[Records from a dataset]
○ ○ ○ ○
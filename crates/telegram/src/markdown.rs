//! MarkdownV2 escaping for outbound messages.

/// Characters Telegram reserves in MarkdownV2 text.
const RESERVED: &[char] = &[
    '_', '*', '[', ']', '(', ')', '~', '`', '>', '#', '+', '-', '=', '|', '{', '}', '.', '!',
];

/// Backslash-escape every MarkdownV2-reserved character.
///
/// Applied to the whole sanitized reply before a formatted send; if
/// Telegram still rejects the result, the outbound layer retries as plain
/// text.
#[must_use]
pub fn escape_markdown(text: &str) -> String {
    let mut out = String::with_capacity(text.len());
    for ch in text.chars() {
        if RESERVED.contains(&ch) {
            out.push('\\');
        }
        out.push(ch);
    }
    out
}

#[cfg(test)]
#[allow(clippy::unwrap_used, clippy::expect_used)]
mod tests {
    use rstest::rstest;

    use super::*;

    #[rstest]
    #[case("hello world", "hello world")]
    #[case("a.b", "a\\.b")]
    #[case("*bold*", "\\*bold\\*")]
    #[case("_x_ [y](z)", "\\_x\\_ \\[y\\]\\(z\\)")]
    #[case("1+1=2!", "1\\+1\\=2\\!")]
    #[case("`code` ~strike~ >quote", "\\`code\\` \\~strike\\~ \\>quote")]
    #[case("#tag |pipe| {brace}", "\\#tag \\|pipe\\| \\{brace\\}")]
    fn escapes_reserved_characters(#[case] input: &str, #[case] expected: &str) {
        assert_eq!(escape_markdown(input), expected);
    }

    #[test]
    fn leaves_unicode_alone() {
        assert_eq!(escape_markdown("héllo 你好 🚀"), "héllo 你好 🚀");
    }

    #[test]
    fn newlines_pass_through() {
        assert_eq!(escape_markdown("a\n\nb"), "a\n\nb");
    }
}
//! Data models for the progress and backup core.
//!
//! This module contains the persisted score-table structures and the
//! change-set / snapshot types produced by the backup pipeline.

use chrono::{DateTime, Utc};
use serde::{Deserialize, Serialize};
use std::collections::BTreeMap;
use std::fmt;
use std::path::PathBuf;

/// Derived familiarity label for an article/paragraph, recomputed from the
/// correct-answer ratio on every recorded attempt.
///
/// Serialized with the labels the quiz UI displays, so the documents stay
/// readable by the existing front end.
#[derive(Debug, Clone, Copy, Default, PartialEq, Eq, Serialize, Deserialize)]
pub enum SpeedRank {
    /// Correct ratio below 0.4.
    #[default]
    #[serde(rename = "まだまだ")]
    KeepTrying,
    /// Correct ratio in [0.4, 0.8).
    #[serde(rename = "あと少し")]
    Almost,
    /// Correct ratio of 0.8 or better.
    #[serde(rename = "カンペキ")]
    Perfect,
}

impl SpeedRank {
    /// Derive a rank from answered/correct counts.
    pub fn from_counts(answered: u64, correct: u64) -> Self {
        if answered == 0 {
            return SpeedRank::KeepTrying;
        }
        let ratio = correct as f64 / answered as f64;
        if ratio >= 0.8 {
            SpeedRank::Perfect
        } else if ratio >= 0.4 {
            SpeedRank::Almost
        } else {
            SpeedRank::KeepTrying
        }
    }
}

impl fmt::Display for SpeedRank {
    fn fmt(&self, f: &mut fmt::Formatter<'_>) -> fmt::Result {
        match self {
            SpeedRank::KeepTrying => write!(f, "まだまだ"),
            SpeedRank::Almost => write!(f, "あと少し"),
            SpeedRank::Perfect => write!(f, "カンペキ"),
        }
    }
}

/// How many raw scores are retained in [`AttemptAggregate::recent_scores`].
pub const RECENT_SCORE_CAP: usize = 3;

/// Running statistics for one (article, paragraph) across all recorded
/// attempts.
#[derive(Debug, Clone, Default, PartialEq, Serialize, Deserialize)]
#[serde(rename_all = "camelCase")]
pub struct AttemptAggregate {
    /// Number of attempts recorded.
    pub answered: u64,
    /// Number of attempts judged correct. Invariant: `correct <= answered`.
    pub correct: u64,
    /// Accumulated score across all attempts (caller-defined scale).
    pub total_score: f64,
    /// `total_score / answered`, 0 when no attempts; stored rounded to two
    /// decimals and recomputed from the accumulators on every update.
    pub average_score: f64,
    /// Module identifiers associated with attempts. De-duplicated on insert,
    /// first-seen order preserved.
    #[serde(default)]
    pub modules: Vec<String>,
    /// Raw scores of the most recent attempts, capped at
    /// [`RECENT_SCORE_CAP`] entries (oldest dropped first).
    #[serde(default)]
    pub recent_scores: Vec<f64>,
    /// Familiarity label derived from the correct ratio.
    #[serde(default)]
    pub speed_rank: SpeedRank,
    /// When the aggregate was last mutated.
    #[serde(default, skip_serializing_if = "Option::is_none")]
    pub last_updated: Option<DateTime<Utc>>,
}

impl AttemptAggregate {
    /// Fraction of attempts judged correct (0 when nothing answered).
    pub fn correct_ratio(&self) -> f64 {
        if self.answered == 0 {
            0.0
        } else {
            self.correct as f64 / self.answered as f64
        }
    }
}

/// Paragraph-number (string key, numeric semantics) to aggregate.
pub type ParagraphTable = BTreeMap<String, AttemptAggregate>;

/// One persisted score document: all aggregates for a single law.
///
/// Shape on disk: `{ "lawName": ..., "articles": { art: { para: agg } } }`.
/// The document must round-trip exactly through parse/serialize (modulo key
/// ordering) to stay readable by external consumers.
#[derive(Debug, Clone, PartialEq, Serialize, Deserialize)]
#[serde(rename_all = "camelCase")]
pub struct LawScoreTable {
    /// Statute identifier, e.g. `民法`.
    pub law_name: String,
    /// Article-number (string key, numeric semantics) to paragraph table.
    #[serde(default)]
    pub articles: BTreeMap<String, ParagraphTable>,
}

impl LawScoreTable {
    /// Create an empty table for a law.
    pub fn empty(law_name: impl Into<String>) -> Self {
        Self {
            law_name: law_name.into(),
            articles: BTreeMap::new(),
        }
    }

    /// Total attempts recorded across all articles and paragraphs.
    pub fn total_answered(&self) -> u64 {
        self.articles
            .values()
            .flat_map(|paragraphs| paragraphs.values())
            .map(|agg| agg.answered)
            .sum()
    }

    /// Total correct attempts across all articles and paragraphs.
    pub fn total_correct(&self) -> u64 {
        self.articles
            .values()
            .flat_map(|paragraphs| paragraphs.values())
            .map(|agg| agg.correct)
            .sum()
    }

    /// Number of (article, paragraph) pairs with at least one attempt.
    pub fn paragraph_count(&self) -> usize {
        self.articles.values().map(|p| p.len()).sum()
    }
}

/// One quiz-attempt event to fold into an aggregate.
#[derive(Debug, Clone, Serialize, Deserialize)]
#[serde(rename_all = "camelCase")]
pub struct AttemptOutcome {
    /// Whether the attempt was judged correct.
    pub correct: bool,
    /// Score earned by the attempt (non-negative; the aggregator trusts the
    /// caller-supplied value regardless of correctness).
    pub score: f64,
    /// Optional module identifier to associate with the aggregate.
    #[serde(default, skip_serializing_if = "Option::is_none")]
    pub module_id: Option<String>,
}

/// Ordered set of repo-root-relative paths under the content root whose
/// content differs from the version-control baseline.
#[derive(Debug, Clone, Default, PartialEq)]
pub struct ChangeSet {
    paths: Vec<String>,
}

impl ChangeSet {
    pub fn new(paths: Vec<String>) -> Self {
        Self { paths }
    }

    pub fn paths(&self) -> &[String] {
        &self.paths
    }

    pub fn len(&self) -> usize {
        self.paths.len()
    }

    pub fn is_empty(&self) -> bool {
        self.paths.is_empty()
    }

    pub fn iter(&self) -> std::slice::Iter<'_, String> {
        self.paths.iter()
    }
}

impl From<Vec<String>> for ChangeSet {
    fn from(paths: Vec<String>) -> Self {
        Self::new(paths)
    }
}

/// One file successfully mapped (and, outside dry runs, copied) into a
/// snapshot.
#[derive(Debug, Clone, PartialEq, Eq)]
pub struct SnapshotEntry {
    /// Source path, relative to the repository root.
    pub source: String,
    /// Where the copy lives (or would live) under the snapshot directory.
    pub destination: PathBuf,
}

/// A single-file copy failure. Non-fatal to the batch.
#[derive(Debug, Clone)]
pub struct CopyFailure {
    /// Source path, relative to the repository root.
    pub source: String,
    /// Why the copy failed.
    pub reason: String,
}

/// Report of one archive run. Immutable once produced; outside dry runs each
/// entry is a byte-exact copy of the source at capture time.
#[derive(Debug, Clone)]
pub struct BackupSnapshot {
    /// Creation time, ISO-8601 with path-unsafe characters replaced. Also the
    /// snapshot directory name when no explicit destination was given.
    pub timestamp: String,
    /// Directory the snapshot was (or would be) written under.
    pub destination: PathBuf,
    /// Successfully mapped/copied files.
    pub entries: Vec<SnapshotEntry>,
    /// Per-file copy failures.
    pub failures: Vec<CopyFailure>,
    /// True when no filesystem writes were performed.
    pub dry_run: bool,
}

impl BackupSnapshot {
    /// True when at least one copy was attempted and every one failed.
    pub fn all_failed(&self) -> bool {
        self.entries.is_empty() && !self.failures.is_empty()
    }
}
○ ○ ○ ○
(AIM OF THE TASK): Only the lines from the one containing "pub fn paths(&self)" through the last line above belong in your answer. Retype them exactly.

(RESULT FOR THIS EXERCISE):
    pub fn paths(&self) -> &[String] {
        &self.paths
    }

    pub fn len(&self) -> usize {
        self.paths.len()
    }

    pub fn is_empty(&self) -> bool {
        self.paths.is_empty()
    }

    pub fn iter(&self) -> std::slice::Iter<'_, String> {
        self.paths.iter()
    }
}

impl From<Vec<String>> for ChangeSet {
    fn from(paths: Vec<String>) -> Self {
        Self::new(paths)
    }
}

/// One file successfully mapped (and, outside dry runs, copied) into a
/// snapshot.
#[derive(Debug, Clone, PartialEq, Eq)]
pub struct SnapshotEntry {
    /// Source path, relative to the repository root.
    pub source: String,
    /// Where the copy lives (or would live) under the snapshot directory.
    pub destination: PathBuf,
}

/// A single-file copy failure. Non-fatal to the batch.
#[derive(Debug, Clone)]
pub struct CopyFailure {
    /// Source path, relative to the repository root.
    pub source: String,
    /// Why the copy failed.
    pub reason: String,
}

/// Report of one archive run. Immutable once produced; outside dry runs each
/// entry is a byte-exact copy of the source at capture time.
#[derive(Debug, Clone)]
pub struct BackupSnapshot {
    /// Creation time, ISO-8601 with path-unsafe characters replaced. Also the
    /// snapshot directory name when no explicit destination was given.
    pub timestamp: String,
    /// Directory the snapshot was (or would be) written under.
    pub destination: PathBuf,
    /// Successfully mapped/copied files.
    pub entries: Vec<SnapshotEntry>,
    /// Per-file copy failures.
    pub failures: Vec<CopyFailure>,
    /// True when no filesystem writes were performed.
    pub dry_run: bool,
}

impl BackupSnapshot {
    /// True when at least one copy was attempted and every one failed.
    pub fn all_failed(&self) -> bool {
        self.entries.is_empty() && !self.failures.is_empty()
    }
}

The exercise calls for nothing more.